Segment Start: The records

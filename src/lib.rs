//! Near-future position forecasting for buses and the arrival-time and
//! schedule-delay estimates derived from it.
//!
//! Raw GPS samples are normalized by a fitted scaler, buffered per bus in a
//! short sliding window, rolled forward by a learned one-step model, and the
//! denormalized forecast is turned into per-step ETAs and delays.

pub mod codec;
pub mod config;
pub mod error;
pub mod eta;
pub mod geo;
pub mod model;
pub mod pipeline;
pub mod replay;
pub mod rollout;
pub mod server;
pub mod store;
pub mod types;

pub use codec::{AffineScaler, FeatureCodec, FeatureTransform};
pub use error::{CodecError, ForecastError};
pub use eta::EtaParams;
pub use model::{load_model, LinearStepModel, StepModel};
pub use pipeline::{Forecaster, TrackForecast};
pub use store::SlidingWindowStore;
pub use types::{EtaEstimate, PredictionOut, Sample, Window};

Segment End: The records

Return only the lines of the records in which the string "error" appears.

pub mod error;
pub use error::{CodecError, ForecastError};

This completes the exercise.